The Bee Network must take to the skies
This post is an entry for the TxP Progress Prize, an essay competition intended to identify antidotes to Britain’s malaise: ‘Britain is stuck. How can we get it moving again?’
This time 200 years ago, Robert Stephenson and his collaborators had just set up shop on Forth Street in Newcastle. Work began in earnest on the world’s first steam engine, the Locomotion No 1, which became operational in 1825. By 1830, they were ready to demonstrate the world’s first passenger train: Stephenson’s Rocket set off from Liverpool on 15th September, carrying passengers including the Prime Minister, to Manchester at speeds averaging 12mph. History was made, and the North West once again affirmed its role as laboratory of the economic future of the world.

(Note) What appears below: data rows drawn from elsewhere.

//! Configuration system for the rebalancer.
//!
//! This module provides:
//! - Bot runtime configuration (profiles, LTV and OCR bands, timing)
//! - Network configuration (endpoints, contract addresses, watched assets)

mod bot;
mod network;

pub use bot::{
    BotConfig, ConfigField, EngineConfig, FacilityConfig, FarmingConfig, LtvBand, OcrBand,
    SourcingConfig,
};

pub use network::{
    AssetEntry, MoneyMarketContracts, NetworkConfig, NetworkDetails, SyntheticContracts,
};
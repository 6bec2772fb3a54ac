use crate::config::DisplayConfig;
use crate::game::{Grid, COLS};

/// Plain-text board: a header of column numbers, then rows from the top of
/// the board down, three characters per cell.
pub fn render_board(grid: &Grid, display: &DisplayConfig) -> String {
    let header: String = (1..=COLS).map(|col| format!(" {col} ")).collect();
    let mut out = String::from(header.trim_end());
    out.push('\n');

    for row in grid.transpose().iter().rev() {
        for &cell in row {
            out.push(' ');
            out.push(display.glyph(cell));
            out.push(' ');
        }
        out.push('\n');
    }
    out
}
use log::{debug, info};

use super::board::{Board, COLS};
use super::detector::{self, Outcome};
use super::player::{Mark, Player};
use crate::error::MoveError;

/// Where the turn loop stands between moves.
#[derive(Debug, Clone, Copy, PartialEq, Eq)]
pub enum TurnState {
    AwaitingMove(Mark),
    Won(Mark),
    Tied,
}

impl TurnState {
    pub fn is_terminal(self) -> bool {
        !matches!(self, TurnState::AwaitingMove(_))
    }

    /// The player expected to move, if the game is still running
    pub fn active(self) -> Option<Mark> {
        match self {
            TurnState::AwaitingMove(mark) => Some(mark),
            _ => None,
        }
    }
}

/// What happened on one accepted move.
#[derive(Debug, Clone, Copy, PartialEq, Eq)]
pub struct MoveReport {
    pub mover: Mark,
    /// 0-based column the piece went into
    pub column: usize,
    /// Row the piece landed on, 0 is the bottom
    pub row: usize,
    pub outcome: Outcome,
    pub state: TurnState,
}

#[derive(Debug, Clone, PartialEq, Eq)]
pub struct Game {
    board: Board,
    players: [Player; 2],
    state: TurnState,
    moves: usize,
}

impl Game {
    /// Start a game on an empty board; `first` moves first.
    pub fn new(first: impl Into<String>, second: impl Into<String>) -> Self {
        Self::with_board(Board::new(), first, second, Mark::A)
    }

    /// Start from an existing position with `to_move` on turn.
    pub fn with_board(
        board: Board,
        first: impl Into<String>,
        second: impl Into<String>,
        to_move: Mark,
    ) -> Self {
        Game {
            board,
            players: [Player::new(first, Mark::A), Player::new(second, Mark::B)],
            state: TurnState::AwaitingMove(to_move),
            moves: 0,
        }
    }

    pub fn players(&self) -> &[Player; 2] {
        &self.players
    }

    pub fn player(&self, mark: Mark) -> &Player {
        &self.players[mark.index()]
    }

    pub fn state(&self) -> TurnState {
        self.state
    }

    /// Get reference to board
    pub fn board(&self) -> &Board {
        &self.board
    }

    /// Moves accepted since the game started
    pub fn move_count(&self) -> usize {
        self.moves
    }

    /// Check if game is over
    pub fn is_terminal(&self) -> bool {
        self.state.is_terminal()
    }

    pub fn winner(&self) -> Option<&Player> {
        match self.state {
            TurnState::Won(mark) => Some(self.player(mark)),
            _ => None,
        }
    }

    /// Clear the board and hand the first move back to the first player.
    pub fn restart(&mut self) {
        self.board = Board::new();
        self.state = TurnState::AwaitingMove(Mark::A);
        self.moves = 0;
    }

    /// Play the active player's piece into column `choice` (1 to 7).
    ///
    /// A rejected move leaves the game untouched, including whose turn it
    /// is, so the caller can ask the same player again.
    pub fn step(&mut self, choice: usize) -> Result<MoveReport, MoveError> {
        let mover = self.state.active().ok_or(MoveError::GameOver)?;

        if !(1..=COLS).contains(&choice) {
            debug!("rejected column {choice} from {}", self.player(mover).name());
            return Err(MoveError::InvalidColumn);
        }
        let column = choice - 1;

        let row = match self.board.drop_piece(column, mover) {
            Ok(row) => row,
            Err(err) => {
                debug!("rejected column {choice} from {}: {err}", self.player(mover).name());
                return Err(err);
            }
        };
        self.moves += 1;

        let outcome = detector::evaluate(self.board.snapshot(), mover);
        self.state = match outcome {
            Outcome::WonBy(mark) => TurnState::Won(mark),
            Outcome::Tie => TurnState::Tied,
            Outcome::InProgress => TurnState::AwaitingMove(mover.other()),
        };

        debug!(
            "move {}: {} -> column {choice}, row {}",
            self.moves,
            self.player(mover).name(),
            row + 1
        );
        match outcome {
            Outcome::WonBy(mark) => {
                info!("{} won after {} moves", self.player(mark).name(), self.moves)
            }
            Outcome::Tie => info!("tie after {} moves", self.moves),
            Outcome::InProgress => {}
        }

        Ok(MoveReport {
            mover,
            column,
            row,
            outcome,
            state: self.state,
        })
    }
}

impl Default for Game {
    fn default() -> Self {
        Game::new("player 1", "player 2")
    }
}
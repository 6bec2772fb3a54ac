use std::io;
use std::path::PathBuf;

use anyhow::{Context, Result};
use clap::{Parser, Subcommand};
use crossterm::{
    execute,
    terminal::{disable_raw_mode, enable_raw_mode, EnterAlternateScreen, LeaveAlternateScreen},
};
use ratatui::{backend::CrosstermBackend, Terminal};

use connect_four::config::AppConfig;
use connect_four::console::Session;
use connect_four::ui::App;

/// Two-player Connect Four in the terminal.
#[derive(Parser)]
#[command(name = "connect-four")]
#[command(author, version, about, long_about = None)]
struct Cli {
    /// Path to TOML configuration file
    #[arg(long, default_value = "connect-four.toml")]
    config: PathBuf,

    /// Log level: error, warn, info, debug or trace
    #[arg(long, default_value = "warn")]
    log_level: log::Level,

    /// Print the default configuration as TOML and exit
    #[arg(long)]
    print_config: bool,

    #[command(subcommand)]
    command: Option<Commands>,
}

#[derive(Subcommand)]
enum Commands {
    /// Play in plain text: type a column number each turn (default)
    Play,
    /// Play in a full-screen terminal UI
    Tui,
}

fn main() -> Result<()> {
    let cli = Cli::parse();

    if cli.print_config {
        print!("{}", AppConfig::default_toml());
        return Ok(());
    }

    simple_logger::init_with_level(cli.log_level).context("installing logger")?;

    let config = AppConfig::load_or_default(&cli.config)
        .with_context(|| format!("loading config from {}", cli.config.display()))?;

    match cli.command.unwrap_or(Commands::Play) {
        Commands::Play => {
            let stdin = io::stdin();
            let mut session = Session::new(stdin.lock(), io::stdout(), config);
            let results = session.run().context("running console session")?;
            log::info!("session ended after {} finished games", results.len());
            Ok(())
        }
        Commands::Tui => run_tui(&config).context("running terminal UI"),
    }
}

fn run_tui(config: &AppConfig) -> io::Result<()> {
    // Setup terminal
    enable_raw_mode()?;
    let mut stdout = io::stdout();
    execute!(stdout, EnterAlternateScreen)?;
    let backend = CrosstermBackend::new(stdout);
    let mut terminal = Terminal::new(backend)?;

    let mut app = App::new(config);
    let res = app.run(&mut terminal);

    // Restore terminal — always runs, even on error
    let _ = disable_raw_mode();
    let _ = execute!(terminal.backend_mut(), LeaveAlternateScreen);
    let _ = terminal.show_cursor();

    res
}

What is Manchester’s role in the national story today? The Resolution Foundation, in their recent landmark publication ‘Ending Stagnation’ argue that “The UK’s most plausible route to raising national income and closing regional gaps is our big cities outside London succeeding: Birmingham and Greater Manchester.”
Greater Manchester remains 35 per cent less productive than London, a demonstrably larger gap than between France’s second city, Lyon, and Paris, which is stands at just 20 per cent. If productivity in both the Manchester metro area and London continues to grow at its 2004-2019 pace, it would take nearly a century (90 years) to close the productivity gap to that observed between Lyon and Paris. Determination to accelerate the city’s revival is what is needed, rather than complacency about what has been achieved to date1
Ending Stagnation is a rallying call to treat Manchester and Birmingham as talismanic engines of growth, driving the UK out of its long-running economic stupor. This will “require change on a scale not currently being contemplated.” Central to their vision is a vast expansion of Manchester’s public transport network.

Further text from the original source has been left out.